> What to do
Below are records; count the lines among them that include the string "display", and state only the number.

> Record extracts
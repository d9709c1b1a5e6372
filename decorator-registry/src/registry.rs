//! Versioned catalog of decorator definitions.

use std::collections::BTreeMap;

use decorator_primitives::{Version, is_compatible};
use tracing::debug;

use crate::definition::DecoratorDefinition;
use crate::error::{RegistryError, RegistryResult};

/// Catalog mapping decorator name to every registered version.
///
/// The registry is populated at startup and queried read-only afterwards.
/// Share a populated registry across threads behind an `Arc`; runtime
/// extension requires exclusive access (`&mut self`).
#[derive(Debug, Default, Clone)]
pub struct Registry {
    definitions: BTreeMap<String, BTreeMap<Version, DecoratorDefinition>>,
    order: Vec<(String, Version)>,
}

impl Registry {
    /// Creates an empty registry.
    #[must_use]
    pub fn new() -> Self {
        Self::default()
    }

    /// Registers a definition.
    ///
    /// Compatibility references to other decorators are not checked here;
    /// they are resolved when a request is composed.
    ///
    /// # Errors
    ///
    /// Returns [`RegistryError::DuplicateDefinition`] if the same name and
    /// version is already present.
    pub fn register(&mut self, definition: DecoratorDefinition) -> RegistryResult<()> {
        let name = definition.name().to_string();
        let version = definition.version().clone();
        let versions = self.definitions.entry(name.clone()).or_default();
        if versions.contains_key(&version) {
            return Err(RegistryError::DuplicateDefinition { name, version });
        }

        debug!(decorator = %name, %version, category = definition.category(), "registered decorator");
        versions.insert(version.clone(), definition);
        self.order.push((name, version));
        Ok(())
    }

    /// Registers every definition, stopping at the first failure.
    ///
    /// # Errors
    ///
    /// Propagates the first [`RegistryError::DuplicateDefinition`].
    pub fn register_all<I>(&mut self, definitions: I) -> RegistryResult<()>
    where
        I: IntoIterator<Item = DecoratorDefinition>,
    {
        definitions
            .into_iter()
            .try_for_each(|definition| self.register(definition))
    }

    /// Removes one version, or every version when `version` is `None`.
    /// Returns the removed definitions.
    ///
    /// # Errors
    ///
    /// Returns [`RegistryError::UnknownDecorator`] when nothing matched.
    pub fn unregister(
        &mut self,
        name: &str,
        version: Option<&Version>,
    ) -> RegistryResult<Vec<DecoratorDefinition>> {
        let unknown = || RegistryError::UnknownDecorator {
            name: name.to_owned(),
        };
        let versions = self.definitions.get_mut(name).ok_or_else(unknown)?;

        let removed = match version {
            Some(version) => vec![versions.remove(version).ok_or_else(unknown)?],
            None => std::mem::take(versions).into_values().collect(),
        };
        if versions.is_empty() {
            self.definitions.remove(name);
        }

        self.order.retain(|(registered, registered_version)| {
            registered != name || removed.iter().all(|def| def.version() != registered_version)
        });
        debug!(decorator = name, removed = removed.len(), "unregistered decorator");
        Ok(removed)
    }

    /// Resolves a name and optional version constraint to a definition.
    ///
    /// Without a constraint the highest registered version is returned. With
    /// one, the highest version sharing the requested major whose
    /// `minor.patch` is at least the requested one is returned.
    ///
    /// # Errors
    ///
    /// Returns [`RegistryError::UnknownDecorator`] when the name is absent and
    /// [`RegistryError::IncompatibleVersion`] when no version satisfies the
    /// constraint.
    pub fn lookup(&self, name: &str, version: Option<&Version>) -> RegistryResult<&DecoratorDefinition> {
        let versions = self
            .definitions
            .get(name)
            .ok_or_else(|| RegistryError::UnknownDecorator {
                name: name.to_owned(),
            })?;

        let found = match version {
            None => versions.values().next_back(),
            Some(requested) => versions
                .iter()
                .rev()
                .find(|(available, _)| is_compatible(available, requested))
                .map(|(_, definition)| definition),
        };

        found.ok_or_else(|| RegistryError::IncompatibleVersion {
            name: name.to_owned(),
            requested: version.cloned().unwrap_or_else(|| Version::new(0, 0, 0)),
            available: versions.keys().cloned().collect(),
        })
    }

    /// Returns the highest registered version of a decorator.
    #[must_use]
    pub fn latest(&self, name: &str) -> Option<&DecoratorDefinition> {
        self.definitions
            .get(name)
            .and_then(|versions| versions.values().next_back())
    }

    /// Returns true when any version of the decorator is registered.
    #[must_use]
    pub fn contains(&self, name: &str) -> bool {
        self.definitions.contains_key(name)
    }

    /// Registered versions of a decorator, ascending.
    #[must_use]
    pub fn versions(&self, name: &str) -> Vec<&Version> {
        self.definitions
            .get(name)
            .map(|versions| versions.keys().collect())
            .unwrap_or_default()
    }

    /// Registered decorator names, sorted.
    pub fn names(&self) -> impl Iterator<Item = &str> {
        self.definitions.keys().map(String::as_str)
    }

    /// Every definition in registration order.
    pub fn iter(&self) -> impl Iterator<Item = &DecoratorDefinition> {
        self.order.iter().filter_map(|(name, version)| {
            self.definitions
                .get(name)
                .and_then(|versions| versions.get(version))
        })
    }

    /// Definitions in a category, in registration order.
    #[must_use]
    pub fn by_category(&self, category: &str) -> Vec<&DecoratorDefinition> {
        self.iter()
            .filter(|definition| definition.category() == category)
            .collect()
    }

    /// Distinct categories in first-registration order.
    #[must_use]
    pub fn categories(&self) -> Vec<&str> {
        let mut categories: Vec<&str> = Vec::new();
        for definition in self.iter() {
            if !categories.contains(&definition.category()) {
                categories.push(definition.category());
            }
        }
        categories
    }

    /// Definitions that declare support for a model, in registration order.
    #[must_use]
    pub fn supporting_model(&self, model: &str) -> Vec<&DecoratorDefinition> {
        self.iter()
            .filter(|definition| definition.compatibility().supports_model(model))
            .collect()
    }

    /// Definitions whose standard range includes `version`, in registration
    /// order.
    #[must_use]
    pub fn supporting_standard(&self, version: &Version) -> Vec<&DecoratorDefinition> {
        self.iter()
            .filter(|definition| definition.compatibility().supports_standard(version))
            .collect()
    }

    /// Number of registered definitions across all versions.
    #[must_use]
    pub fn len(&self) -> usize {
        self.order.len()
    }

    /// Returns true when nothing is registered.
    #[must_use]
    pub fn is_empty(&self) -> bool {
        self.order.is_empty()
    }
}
==
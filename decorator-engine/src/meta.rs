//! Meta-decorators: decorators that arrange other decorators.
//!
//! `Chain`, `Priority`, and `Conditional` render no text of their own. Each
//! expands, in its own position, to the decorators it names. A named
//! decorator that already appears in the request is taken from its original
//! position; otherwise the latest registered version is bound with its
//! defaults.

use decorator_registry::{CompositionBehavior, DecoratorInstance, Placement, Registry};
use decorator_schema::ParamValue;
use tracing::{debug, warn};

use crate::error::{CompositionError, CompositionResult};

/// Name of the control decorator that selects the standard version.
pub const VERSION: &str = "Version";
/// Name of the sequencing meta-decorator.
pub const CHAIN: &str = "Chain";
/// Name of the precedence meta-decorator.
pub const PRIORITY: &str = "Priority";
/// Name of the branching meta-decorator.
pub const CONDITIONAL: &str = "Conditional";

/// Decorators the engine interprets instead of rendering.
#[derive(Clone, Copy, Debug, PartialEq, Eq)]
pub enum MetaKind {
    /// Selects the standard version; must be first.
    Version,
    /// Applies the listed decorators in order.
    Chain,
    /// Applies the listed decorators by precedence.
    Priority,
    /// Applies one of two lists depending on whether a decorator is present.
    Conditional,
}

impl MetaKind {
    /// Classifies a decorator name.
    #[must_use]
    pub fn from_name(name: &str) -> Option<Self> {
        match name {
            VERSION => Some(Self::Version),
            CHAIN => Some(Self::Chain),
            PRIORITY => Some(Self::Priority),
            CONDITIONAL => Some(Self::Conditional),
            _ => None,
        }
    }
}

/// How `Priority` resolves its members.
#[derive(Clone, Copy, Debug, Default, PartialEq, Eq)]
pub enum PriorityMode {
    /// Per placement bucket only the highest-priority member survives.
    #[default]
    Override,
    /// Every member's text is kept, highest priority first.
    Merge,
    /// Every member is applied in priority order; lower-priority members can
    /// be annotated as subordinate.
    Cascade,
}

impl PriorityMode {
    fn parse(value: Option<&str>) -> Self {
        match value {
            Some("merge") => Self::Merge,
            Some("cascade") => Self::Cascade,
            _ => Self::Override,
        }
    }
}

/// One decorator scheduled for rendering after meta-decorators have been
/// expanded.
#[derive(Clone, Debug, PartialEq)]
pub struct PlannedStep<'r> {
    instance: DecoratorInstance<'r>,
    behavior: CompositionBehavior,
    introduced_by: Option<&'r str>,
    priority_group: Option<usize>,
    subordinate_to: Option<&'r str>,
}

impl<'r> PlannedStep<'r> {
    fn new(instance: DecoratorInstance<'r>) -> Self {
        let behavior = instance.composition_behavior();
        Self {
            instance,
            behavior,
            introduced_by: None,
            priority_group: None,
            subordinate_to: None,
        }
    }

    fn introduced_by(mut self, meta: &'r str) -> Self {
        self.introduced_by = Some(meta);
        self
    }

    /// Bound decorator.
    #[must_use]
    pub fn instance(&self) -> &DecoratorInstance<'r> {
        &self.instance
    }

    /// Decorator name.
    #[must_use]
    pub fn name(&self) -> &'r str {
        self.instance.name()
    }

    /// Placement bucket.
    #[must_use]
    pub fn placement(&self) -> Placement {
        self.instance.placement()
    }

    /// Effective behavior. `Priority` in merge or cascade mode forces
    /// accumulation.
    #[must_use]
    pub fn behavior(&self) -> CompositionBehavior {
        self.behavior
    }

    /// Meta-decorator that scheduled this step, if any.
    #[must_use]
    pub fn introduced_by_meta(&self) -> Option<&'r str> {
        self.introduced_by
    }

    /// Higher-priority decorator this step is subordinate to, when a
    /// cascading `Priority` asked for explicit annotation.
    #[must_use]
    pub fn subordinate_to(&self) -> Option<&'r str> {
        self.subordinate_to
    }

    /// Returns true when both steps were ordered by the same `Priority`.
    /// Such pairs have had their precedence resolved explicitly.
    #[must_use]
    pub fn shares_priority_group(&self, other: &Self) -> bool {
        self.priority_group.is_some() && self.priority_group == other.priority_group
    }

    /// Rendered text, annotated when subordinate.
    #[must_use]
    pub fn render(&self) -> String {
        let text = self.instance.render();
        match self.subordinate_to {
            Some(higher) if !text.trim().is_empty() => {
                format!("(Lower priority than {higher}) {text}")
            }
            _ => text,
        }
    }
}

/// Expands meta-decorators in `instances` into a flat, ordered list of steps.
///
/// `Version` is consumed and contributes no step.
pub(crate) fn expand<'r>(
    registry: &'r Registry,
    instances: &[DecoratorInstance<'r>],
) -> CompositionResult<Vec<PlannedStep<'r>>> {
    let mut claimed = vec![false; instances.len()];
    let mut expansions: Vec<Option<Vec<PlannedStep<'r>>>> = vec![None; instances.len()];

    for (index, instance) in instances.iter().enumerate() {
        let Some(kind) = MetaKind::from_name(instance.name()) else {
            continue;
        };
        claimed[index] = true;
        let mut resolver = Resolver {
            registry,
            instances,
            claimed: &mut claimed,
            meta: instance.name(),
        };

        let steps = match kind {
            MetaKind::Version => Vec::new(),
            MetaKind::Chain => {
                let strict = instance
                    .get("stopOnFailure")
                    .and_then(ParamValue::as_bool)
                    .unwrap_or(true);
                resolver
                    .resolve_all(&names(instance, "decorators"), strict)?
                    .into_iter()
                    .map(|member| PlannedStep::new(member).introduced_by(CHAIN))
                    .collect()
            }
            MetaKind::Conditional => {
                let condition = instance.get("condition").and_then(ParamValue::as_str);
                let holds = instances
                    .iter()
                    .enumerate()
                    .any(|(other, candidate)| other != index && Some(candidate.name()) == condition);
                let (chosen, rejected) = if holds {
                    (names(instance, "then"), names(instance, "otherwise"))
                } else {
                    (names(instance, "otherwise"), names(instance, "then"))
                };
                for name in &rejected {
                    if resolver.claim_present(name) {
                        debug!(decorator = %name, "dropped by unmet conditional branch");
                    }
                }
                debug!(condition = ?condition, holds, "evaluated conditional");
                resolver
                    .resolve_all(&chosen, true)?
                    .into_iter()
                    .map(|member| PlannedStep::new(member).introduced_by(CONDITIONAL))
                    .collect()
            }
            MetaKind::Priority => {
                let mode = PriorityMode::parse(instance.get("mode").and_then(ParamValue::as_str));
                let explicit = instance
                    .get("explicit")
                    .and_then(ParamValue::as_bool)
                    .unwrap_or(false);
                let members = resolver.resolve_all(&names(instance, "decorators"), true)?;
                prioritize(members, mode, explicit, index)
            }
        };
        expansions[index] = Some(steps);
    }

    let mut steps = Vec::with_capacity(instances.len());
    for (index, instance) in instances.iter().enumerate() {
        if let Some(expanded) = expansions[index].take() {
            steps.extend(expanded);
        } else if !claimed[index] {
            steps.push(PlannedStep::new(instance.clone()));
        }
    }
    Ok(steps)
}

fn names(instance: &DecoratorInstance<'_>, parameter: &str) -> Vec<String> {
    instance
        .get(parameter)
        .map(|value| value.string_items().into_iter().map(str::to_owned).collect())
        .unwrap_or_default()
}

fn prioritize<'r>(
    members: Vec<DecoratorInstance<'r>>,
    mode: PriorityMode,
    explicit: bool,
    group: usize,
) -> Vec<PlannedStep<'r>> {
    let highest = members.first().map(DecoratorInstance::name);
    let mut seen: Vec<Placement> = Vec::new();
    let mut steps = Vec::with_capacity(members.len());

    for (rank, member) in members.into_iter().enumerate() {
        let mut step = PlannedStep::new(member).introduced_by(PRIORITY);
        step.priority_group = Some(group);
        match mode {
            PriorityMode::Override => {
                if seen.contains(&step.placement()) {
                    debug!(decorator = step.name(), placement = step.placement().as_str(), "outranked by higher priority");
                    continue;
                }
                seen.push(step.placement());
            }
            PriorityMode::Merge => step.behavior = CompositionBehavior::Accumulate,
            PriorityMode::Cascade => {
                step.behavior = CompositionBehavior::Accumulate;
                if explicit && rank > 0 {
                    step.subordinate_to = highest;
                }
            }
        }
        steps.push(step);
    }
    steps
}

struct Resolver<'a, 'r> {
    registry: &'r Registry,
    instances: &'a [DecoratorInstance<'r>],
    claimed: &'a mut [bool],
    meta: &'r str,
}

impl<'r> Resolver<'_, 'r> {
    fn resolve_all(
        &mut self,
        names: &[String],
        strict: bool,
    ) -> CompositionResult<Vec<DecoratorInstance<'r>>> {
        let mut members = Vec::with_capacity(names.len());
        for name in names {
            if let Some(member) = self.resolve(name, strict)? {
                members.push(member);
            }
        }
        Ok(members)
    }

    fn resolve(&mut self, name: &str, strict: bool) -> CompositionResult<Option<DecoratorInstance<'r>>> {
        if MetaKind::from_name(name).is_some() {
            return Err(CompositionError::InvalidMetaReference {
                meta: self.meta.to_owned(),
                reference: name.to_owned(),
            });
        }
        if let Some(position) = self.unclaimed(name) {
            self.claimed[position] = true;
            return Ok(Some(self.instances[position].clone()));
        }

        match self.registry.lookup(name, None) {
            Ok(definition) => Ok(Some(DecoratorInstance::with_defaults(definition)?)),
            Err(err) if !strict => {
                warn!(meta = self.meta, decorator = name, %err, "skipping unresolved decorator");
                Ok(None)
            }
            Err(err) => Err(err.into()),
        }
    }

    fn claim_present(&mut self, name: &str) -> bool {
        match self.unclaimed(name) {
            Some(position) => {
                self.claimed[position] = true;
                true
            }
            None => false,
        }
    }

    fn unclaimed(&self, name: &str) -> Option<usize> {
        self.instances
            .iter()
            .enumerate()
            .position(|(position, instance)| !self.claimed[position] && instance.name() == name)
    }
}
--
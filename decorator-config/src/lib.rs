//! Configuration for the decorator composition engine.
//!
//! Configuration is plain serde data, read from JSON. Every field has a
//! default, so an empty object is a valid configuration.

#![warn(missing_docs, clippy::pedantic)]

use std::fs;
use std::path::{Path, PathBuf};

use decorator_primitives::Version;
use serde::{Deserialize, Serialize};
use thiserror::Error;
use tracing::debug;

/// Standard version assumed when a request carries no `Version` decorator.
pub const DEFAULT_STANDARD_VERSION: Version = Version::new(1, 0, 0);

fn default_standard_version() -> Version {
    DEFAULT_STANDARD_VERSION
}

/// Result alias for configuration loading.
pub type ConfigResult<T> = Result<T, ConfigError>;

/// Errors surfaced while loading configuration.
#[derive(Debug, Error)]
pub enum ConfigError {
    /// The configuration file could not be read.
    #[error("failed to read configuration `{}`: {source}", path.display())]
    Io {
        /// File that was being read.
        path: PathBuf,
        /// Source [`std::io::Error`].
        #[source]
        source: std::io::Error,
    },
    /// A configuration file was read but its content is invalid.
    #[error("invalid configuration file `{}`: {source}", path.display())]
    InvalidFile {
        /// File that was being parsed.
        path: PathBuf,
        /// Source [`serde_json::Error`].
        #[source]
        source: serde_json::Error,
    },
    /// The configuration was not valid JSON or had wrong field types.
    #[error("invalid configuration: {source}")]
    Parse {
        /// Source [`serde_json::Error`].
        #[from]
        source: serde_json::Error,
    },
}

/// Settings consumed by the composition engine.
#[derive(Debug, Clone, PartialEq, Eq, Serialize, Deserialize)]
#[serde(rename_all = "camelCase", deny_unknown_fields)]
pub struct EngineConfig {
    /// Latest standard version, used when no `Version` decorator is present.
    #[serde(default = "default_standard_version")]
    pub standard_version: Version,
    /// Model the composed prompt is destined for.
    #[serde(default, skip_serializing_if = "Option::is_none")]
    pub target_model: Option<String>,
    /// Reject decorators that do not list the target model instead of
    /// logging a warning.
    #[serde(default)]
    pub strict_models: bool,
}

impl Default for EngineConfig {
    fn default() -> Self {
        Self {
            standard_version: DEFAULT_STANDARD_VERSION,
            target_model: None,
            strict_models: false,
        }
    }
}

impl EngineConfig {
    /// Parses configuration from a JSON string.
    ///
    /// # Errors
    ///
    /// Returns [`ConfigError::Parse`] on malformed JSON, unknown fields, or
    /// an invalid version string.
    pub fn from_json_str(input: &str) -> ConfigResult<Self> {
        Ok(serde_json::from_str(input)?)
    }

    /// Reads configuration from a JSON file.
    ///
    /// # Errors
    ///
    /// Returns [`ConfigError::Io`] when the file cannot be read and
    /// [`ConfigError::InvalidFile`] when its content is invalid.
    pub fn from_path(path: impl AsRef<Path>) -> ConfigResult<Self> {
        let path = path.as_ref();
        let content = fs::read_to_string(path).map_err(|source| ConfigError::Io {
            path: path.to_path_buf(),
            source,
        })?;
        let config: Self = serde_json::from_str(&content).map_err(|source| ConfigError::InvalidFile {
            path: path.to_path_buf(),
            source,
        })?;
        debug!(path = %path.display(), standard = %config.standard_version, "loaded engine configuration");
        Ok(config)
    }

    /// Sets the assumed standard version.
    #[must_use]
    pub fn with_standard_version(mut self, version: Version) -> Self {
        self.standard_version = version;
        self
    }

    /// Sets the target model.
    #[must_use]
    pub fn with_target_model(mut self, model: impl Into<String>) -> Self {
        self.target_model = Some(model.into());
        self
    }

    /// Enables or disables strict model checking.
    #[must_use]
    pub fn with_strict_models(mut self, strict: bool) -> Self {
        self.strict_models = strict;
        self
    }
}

> Solution to the problem
3